President Andrew Johnson Museum
Tusculum, Tennessee
As with several other attractions devoted to the 17th President of the United States, the President Andrew Johnson Museum was the inspiration of Margaret Johnson Patterson Bartlett, Johnson's great-granddaughter and last surviving direct descendent. She had wanted Johnson's library to go to the National Park Service, but they declined the offer -- so instead Margaret gave it to her alma mater, Tusculum College. When she died, more Johnson artifacts found their way to the College, which opened its own President Andrew Johnson Museum in 1994.

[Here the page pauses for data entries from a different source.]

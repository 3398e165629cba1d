//! Evaluation Context

/// Defaults applied when a request omits optional arguments
#[derive(Debug, Clone, Copy, PartialEq)]
pub struct CalcContext {
    pub default_alpha: f64,
    pub default_power: f64,
}

impl CalcContext {
    pub fn new() -> Self {
        Self {
            default_alpha: 0.05,
            default_power: 0.8,
        }
    }

    pub fn with_alpha(mut self, alpha: f64) -> Self {
        self.default_alpha = alpha;
        self
    }

    pub fn with_power(mut self, power: f64) -> Self {
        self.default_power = power;
        self
    }
}

impl Default for CalcContext {
    fn default() -> Self {
        Self::new()
    }
}
//! abstat MCP Server
//!
//! MCP Server (protocol revision 2025-11-25) over newline-delimited JSON-RPC
//! on stdin/stdout. Logs go to stderr.
//!
//! Tools:
//! - one tool per registered calculator (proportion_test, mean_test,
//!   plan_proportion, plan_mean, snorm_cdf, snorm_inv, t_cdf, t_inv)
//! - help: Get documentation for a calculator
//! - list_functions: List available calculators

mod config;

use abstat_core::AbError;
use abstat_plugin::{CalcContext, FunctionMeta, PluginRegistry};
use config::ServerConfig;
use serde::{Deserialize, Serialize};
use serde_json::{json, Map, Value as JsonValue};
use std::io::{self, BufRead, Write};

const PROTOCOL_VERSION: &str = "2025-11-25";
const SERVER_NAME: &str = "abstat";
const SERVER_VERSION: &str = env!("CARGO_PKG_VERSION");

// MCP Protocol types
#[derive(Debug, Deserialize)]
struct McpRequest {
    jsonrpc: String,
    id: Option<JsonValue>,
    method: String,
    #[serde(default)]
    params: Option<JsonValue>,
}

#[derive(Debug, Serialize)]
struct McpResponse {
    jsonrpc: String,
    #[serde(skip_serializing_if = "Option::is_none")]
    id: Option<JsonValue>,
    #[serde(skip_serializing_if = "Option::is_none")]
    result: Option<JsonValue>,
    #[serde(skip_serializing_if = "Option::is_none")]
    error: Option<McpError>,
}

#[derive(Debug, Serialize)]
struct McpError {
    code: i32,
    message: String,
    #[serde(skip_serializing_if = "Option::is_none")]
    data: Option<JsonValue>,
}

impl McpError {
    fn invalid_params(message: impl Into<String>) -> Self {
        Self { code: -32602, message: message.into(), data: None }
    }
}

impl McpResponse {
    fn failure(id: Option<JsonValue>, error: McpError) -> Self {
        Self {
            jsonrpc: "2.0".to_string(),
            id,
            result: None,
            error: Some(error),
        }
    }
}

/// Calculator registry plus the defaults applied to every call
struct Server {
    registry: PluginRegistry,
    ctx: CalcContext,
}

impl Server {
    fn new(config: &ServerConfig) -> Self {
        Self {
            registry: abstat_stats::load_abtest_library(PluginRegistry::new()),
            ctx: config.calc_context(),
        }
    }

    fn handle_request(&self, request: &McpRequest) -> McpResponse {
        if request.jsonrpc != "2.0" {
            return McpResponse::failure(
                request.id.clone(),
                McpError {
                    code: -32600,
                    message: format!("Invalid request: unsupported jsonrpc version '{}'", request.jsonrpc),
                    data: None,
                },
            );
        }

        let result = match request.method.as_str() {
            // Lifecycle
            "initialize" => self.handle_initialize(&request.params),
            "initialized" => Ok(json!({})),
            "ping" => Ok(json!({})),

            // Tools
            "tools/list" => self.handle_tools_list(),
            "tools/call" => self.handle_tool_call(&request.params),

            _ => Err(McpError {
                code: -32601,
                message: format!("Method not found: {}", request.method),
                data: None,
            }),
        };

        match result {
            Ok(r) => McpResponse {
                jsonrpc: "2.0".to_string(),
                id: request.id.clone(),
                result: Some(r),
                error: None,
            },
            Err(e) => McpResponse::failure(request.id.clone(), e),
        }
    }

    fn handle_initialize(&self, params: &Option<JsonValue>) -> Result<JsonValue, McpError> {
        let client_info = params.as_ref()
            .and_then(|p| p.get("clientInfo"))
            .and_then(|c| c.get("name"))
            .and_then(|n| n.as_str())
            .unwrap_or("unknown");

        // Use client's protocol version for compatibility
        let client_protocol = params.as_ref()
            .and_then(|p| p.get("protocolVersion"))
            .and_then(|v| v.as_str())
            .unwrap_or(PROTOCOL_VERSION);

        tracing::info!(client = client_info, protocol = client_protocol, "client connected");

        Ok(json!({
            "protocolVersion": client_protocol,
            "serverInfo": {
                "name": SERVER_NAME,
                "version": SERVER_VERSION,
                "description": "Significance tests and sample-size planning for A/B experiments"
            },
            "capabilities": {
                "tools": {
                    "listChanged": false
                }
            },
            "instructions": format!(
                "abstat compares a control and a variant arm. Use proportion_test for conversion counts, mean_test for continuous metrics, and plan_proportion / plan_mean before an experiment starts. Omitted alpha defaults to {}, omitted power to {}. Call help for argument details.",
                self.ctx.default_alpha, self.ctx.default_power
            )
        }))
    }

    fn handle_tools_list(&self) -> Result<JsonValue, McpError> {
        let mut tools: Vec<JsonValue> = self.registry.metas().iter().map(tool_schema).collect();

        tools.push(json!({
            "name": "help",
            "description": "Get documentation for a calculator, or general help.",
            "inputSchema": {
                "type": "object",
                "properties": {
                    "name": {
                        "type": "string",
                        "description": "Calculator name. Omit for general help."
                    }
                }
            }
        }));
        tools.push(json!({
            "name": "list_functions",
            "description": "List all available calculators, optionally by category.",
            "inputSchema": {
                "type": "object",
                "properties": {
                    "category": {
                        "type": "string",
                        "description": "Filter by category",
                        "enum": ["abtest/significance", "abtest/planning", "stats/distribution"]
                    }
                }
            }
        }));

        Ok(json!({ "tools": tools }))
    }

    fn handle_tool_call(&self, params: &Option<JsonValue>) -> Result<JsonValue, McpError> {
        let params = params.as_ref().ok_or_else(|| McpError::invalid_params("Missing params"))?;

        let name = params.get("name")
            .and_then(|v| v.as_str())
            .ok_or_else(|| McpError::invalid_params("Missing tool name"))?;

        let args = params.get("arguments").cloned().unwrap_or(json!({}));

        match name {
            "help" => self.tool_help(&args),
            "list_functions" => self.tool_list_functions(&args),
            _ if self.registry.get_function(name).is_some() => Ok(self.tool_calculate(name, &args)),
            _ => Err(McpError::invalid_params(format!("Unknown tool: {}", name))),
        }
    }

    fn tool_calculate(&self, name: &str, args: &JsonValue) -> JsonValue {
        match self.registry.call_function(name, args, &self.ctx) {
            Ok(data) => json!({
                "content": [{ "type": "text", "text": summarize(name, &data) }],
                "data": data,
                "isError": false
            }),
            Err(err) => tool_error(&err),
        }
    }

    fn tool_help(&self, args: &JsonValue) -> Result<JsonValue, McpError> {
        let name = args.get("name").and_then(|v| v.as_str());
        match self.registry.help(name) {
            Ok(help) => Ok(json!({
                "content": [{ "type": "text", "text": format_help(&help) }],
                "data": help
            })),
            Err(err) => Ok(tool_error(&err)),
        }
    }

    fn tool_list_functions(&self, args: &JsonValue) -> Result<JsonValue, McpError> {
        let category = args.get("category").and_then(|v| v.as_str());
        let functions = self.registry.list_functions(category);
        let count = functions.as_array().map_or(0, |a| a.len());
        Ok(json!({
            "content": [{ "type": "text", "text": format!("{} functions listed", count) }],
            "data": functions
        }))
    }
}

/// MCP tool descriptor derived from calculator metadata
fn tool_schema(meta: &FunctionMeta) -> JsonValue {
    let mut properties = Map::new();
    let mut required = Vec::new();
    for arg in meta.args {
        let mut prop = json!({
            "type": arg.json_type(),
            "description": arg.description,
        });
        if let Some(default) = arg.default {
            prop["description"] = json!(format!("{} (default: {})", arg.description, default));
        }
        properties.insert(arg.name.to_string(), prop);
        if !arg.optional {
            required.push(arg.name);
        }
    }

    json!({
        "name": meta.name,
        "description": format!("{}. Usage: {}", meta.description, meta.usage),
        "inputSchema": {
            "type": "object",
            "properties": properties,
            "required": required
        }
    })
}

fn tool_error(err: &AbError) -> JsonValue {
    json!({
        "content": [{ "type": "text", "text": format!("Error: {}", err) }],
        "data": err,
        "isError": true
    })
}

/// One-line human summary of a calculator result
fn summarize(name: &str, data: &JsonValue) -> String {
    if let Some(p) = data.get("pValue").and_then(|v| v.as_f64()) {
        let statistic = data.get("statistic").and_then(|v| v.as_f64()).unwrap_or(f64::NAN);
        let effect = data.get("effectAbsolute").and_then(|v| v.as_f64()).unwrap_or(f64::NAN);
        let verdict = data.get("interpretation").and_then(|v| v.as_str()).unwrap_or("unknown");
        return format!(
            "{}: statistic = {:.4}, p = {:.4}, effect = {:.4} ({})",
            name, statistic, p, effect, verdict
        );
    }

    if let Some(n) = data.get("requiredSampleSizePerGroup").and_then(|v| v.as_u64()) {
        let mut out = format!("{}: {} per group", name, n);
        if let Some(days) = data.get("estimatedDurationDays").and_then(|v| v.as_f64()) {
            out.push_str(&format!(", about {} days", days));
        }
        return out;
    }

    format!("{} = {}", name, data)
}

fn format_help(help: &JsonValue) -> String {
    let mut out = String::new();
    if let Some(n) = help.get("name").and_then(|v| v.as_str()) {
        out.push_str(&format!("# {}\n\n", n));
    }
    if let Some(d) = help.get("description").and_then(|v| v.as_str()) {
        out.push_str(&format!("{}\n\n", d));
    }
    if let Some(u) = help.get("usage").and_then(|v| v.as_str()) {
        out.push_str(&format!("**Usage:** `{}`\n\n", u));
    }
    if let Some(cats) = help.get("functions").and_then(|v| v.as_object()) {
        for (cat, names) in cats {
            out.push_str(&format!("- {}: {}\n", cat, names));
        }
    }
    out
}

/// Write one JSON-RPC frame to stdout
fn send(response: &McpResponse) -> io::Result<()> {
    let frame = serde_json::to_string(response).map_err(|e| io::Error::new(io::ErrorKind::Other, e))?;
    let mut stdout = io::stdout().lock();
    writeln!(stdout, "{}", frame)?;
    stdout.flush()
}

fn main() {
    let (config, filter) = match ServerConfig::from_env().and_then(|c| c.env_filter().map(|f| (c, f))) {
        Ok(pair) => pair,
        Err(e) => {
            eprintln!("abstat-mcp: invalid configuration: {}", e);
            std::process::exit(2);
        }
    };

    tracing_subscriber::fmt()
        .with_env_filter(filter)
        .with_writer(io::stderr)
        .init();

    let server = Server::new(&config);

    tracing::info!(version = SERVER_VERSION, protocol = PROTOCOL_VERSION, "abstat MCP server started");
    tracing::info!(alpha = config.default_alpha, power = config.default_power, "calculation defaults");

    // Use BufReader for stdin (line-based protocol)
    let stdin = io::stdin();
    let mut reader = io::BufReader::new(stdin.lock());

    loop {
        let mut line = String::new();
        match reader.read_line(&mut line) {
            Ok(0) => {
                // EOF - client disconnected
                tracing::info!("client disconnected");
                break;
            }
            Ok(_) => {
                let line = line.trim();
                if line.is_empty() {
                    continue;
                }

                tracing::debug!(bytes = line.len(), "request received");

                let request: McpRequest = match serde_json::from_str(line) {
                    Ok(r) => r,
                    Err(e) => {
                        tracing::warn!(error = %e, "unparseable request");
                        let response = McpResponse::failure(
                            None,
                            McpError {
                                code: -32700,
                                message: format!("Parse error: {}", e),
                                data: None,
                            },
                        );
                        if let Err(e) = send(&response) {
                            tracing::error!(error = %e, "failed to write response");
                            break;
                        }
                        continue;
                    }
                };

                let response = server.handle_request(&request);

                // Notifications (no id) should NOT receive a response
                if request.id.is_none() {
                    tracing::debug!(method = %request.method, "notification processed");
                    continue;
                }

                if let Err(e) = send(&response) {
                    tracing::error!(error = %e, "failed to write response");
                    break;
                }
                tracing::debug!(method = %request.method, "response sent");
            }
            Err(e) => {
                tracing::error!(error = %e, "failed to read input");
                break;
            }
        }
    }

    tracing::info!("server shutting down");
}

Although small, the museum had what we thought was the best selection of eclectic Johnsonabilia of any Johnson attraction, ranging from his humble ironing board to a fancy coffee-and-cigar dispenser shaped like a train that had belonged to Confederate President Jefferson Davis. When Davis fled at the end of the Civil War the train was sent as a gift to President Lincoln, who died before it arrived. Johnson, no fan of the Confederacy, accepted the train as his own, and took it with him when he left the White House.
The Andrew Johnson Presidential Library, predating any other official presidential library, is displayed in a closet.
History professor Peter Noll, who oversees the museum, told us that its collection includes what is probably the real Andrew Johnson Death Bed -- there are several other claimants -- but that the museum doesn't have enough room to exhibit it.